**BRIEF**
From the records below, return every line containing the word "payments".

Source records
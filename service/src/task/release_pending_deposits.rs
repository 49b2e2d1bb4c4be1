//! [`ReleasePendingDeposits`] [`Task`].

use std::{convert::Infallible, error::Error, time};

use common::operations::{By, Perform, Release, Select, Start, Update};
use smart_default::SmartDefault;
use tokio::time::interval;
use tracerr::Traced;
use tracing as log;

use crate::{
    domain::{booking, payment::IntentId, Booking},
    infra::{database, payment, Database, Gateway},
    read, Service,
};

use super::Task;

/// Configuration for [`ReleasePendingDeposits`] [`Task`].
#[derive(Clone, Copy, Debug, SmartDefault)]
pub struct Config {
    /// Interval between release rounds.
    #[default(time::Duration::from_secs(15 * 60))]
    pub interval: time::Duration,
}

/// [`Task`] retrying the deposit releases of terminal [`Booking`]s, which
/// failed when the [`Booking`]s were finished.
#[derive(Clone, Copy, Debug)]
pub struct ReleasePendingDeposits<S> {
    /// [`Config`] of this [`Task`].
    config: Config,

    /// [`Service`] instance.
    service: S,
}

impl<Db, Pg, Nt> Task<Start<By<ReleasePendingDeposits<Self>, Config>>>
    for Service<Db, Pg, Nt>
where
    ReleasePendingDeposits<Self>:
        Task<Perform<()>, Ok = (), Err: Error> + 'static,
    Self: Clone,
{
    type Ok = ();
    type Err = Infallible;

    async fn execute(
        &self,
        Start(by): Start<By<ReleasePendingDeposits<Self>, Config>>,
    ) -> Result<Self::Ok, Self::Err> {
        let config = by.into_inner();
        let task = ReleasePendingDeposits {
            config,
            service: self.clone(),
        };

        let mut interval = interval(task.config.interval);
        loop {
            let _ = interval.tick().await;
            _ = task.execute(Perform(())).await.map_err(|e| {
                log::error!("`task::ReleasePendingDeposits` failed: {e}");
            });
        }
    }
}

impl<Db, Pg, Nt> Task<Perform<()>> for ReleasePendingDeposits<Service<Db, Pg, Nt>>
where
    Db: Database<
            Select<By<Vec<Booking>, read::booking::PendingRelease>>,
            Ok = Vec<Booking>,
            Err = Traced<database::Error>,
        > + Database<
            Update<booking::Settle>,
            Ok = bool,
            Err = Traced<database::Error>,
        > + Database<
            Update<booking::Unsettle>,
            Ok = bool,
            Err = Traced<database::Error>,
        >,
    Pg: Gateway<Release<IntentId>, Ok = (), Err = Traced<payment::Error>>,
{
    type Ok = ();
    type Err = ExecutionError;

    async fn execute(&self, _: Perform<()>) -> Result<Self::Ok, Self::Err> {
        let pending = self
            .service
            .database()
            .execute(Select(By::<Vec<Booking>, _>::new(
                read::booking::PendingRelease,
            )))
            .await
            .map_err(tracerr::wrap!())?;

        for mut booking in pending {
            self.service.release_deposit(&mut booking).await;
        }

        Ok(())
    }
}

/// Error of [`ReleasePendingDeposits`] execution.
pub type ExecutionError = Traced<database::Error>;

#[cfg(test)]
mod spec {
    use common::operations::{Perform, Update};

    use crate::{
        domain::{
            booking::{self, Status},
            listing::{BookingMode, CancellationPolicy},
            Booking,
        },
        fixture::{self, dates},
        infra::Database as _,
    };

    use super::{Config, ReleasePendingDeposits, Task as _};

    #[tokio::test]
    async fn retries_failed_releases() {
        let svc = fixture::service();
        let listing = fixture::listing(
            &svc,
            BookingMode::Instant,
            CancellationPolicy::Flexible,
        )
        .await;
        let declined =
            fixture::booking(&svc, &listing, dates(3, 5), Status::Declined)
                .await;
        let active =
            fixture::booking(&svc, &listing, dates(7, 9), Status::Confirmed)
                .await;
        let captured =
            fixture::booking(&svc, &listing, dates(-9, -6), Status::InProgress)
                .await;
        assert!(svc
            .database()
            .execute(Update(booking::Settle {
                booking_id: captured.id,
                settlement: booking::Settlement::Capture(fixture::usd("50")),
            }))
            .await
            .unwrap());
        assert!(svc
            .database()
            .execute(Update(booking::Transition {
                booking: Booking {
                    status: Status::Completed,
                    ..captured.clone()
                },
                from: Status::InProgress,
            }))
            .await
            .unwrap());
        let task = ReleasePendingDeposits {
            config: Config::default(),
            service: svc.clone(),
        };

        svc.payments().set_available(false);
        task.execute(Perform(())).await.unwrap();
        let stored = fixture::reload_booking(&svc, declined.id).await;
        assert!(stored.has_outstanding_hold());

        svc.payments().set_available(true);
        task.execute(Perform(())).await.unwrap();

        let stored = fixture::reload_booking(&svc, declined.id).await;
        assert!(stored.deposit.released_at.is_some());
        let hold_id = declined.deposit.hold_id.unwrap();
        assert!(svc.payments().intent(&hold_id).await.unwrap().released);
        let stored = fixture::reload_booking(&svc, active.id).await;
        assert!(stored.deposit.released_at.is_none());
        let stored = fixture::reload_booking(&svc, captured.id).await;
        assert!(stored.deposit.released_at.is_none());
    }
}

**WRITTEN ANSWER**
        svc.payments().set_available(false);
        svc.payments().set_available(true);
        assert!(svc.payments().intent(&hold_id).await.unwrap().released);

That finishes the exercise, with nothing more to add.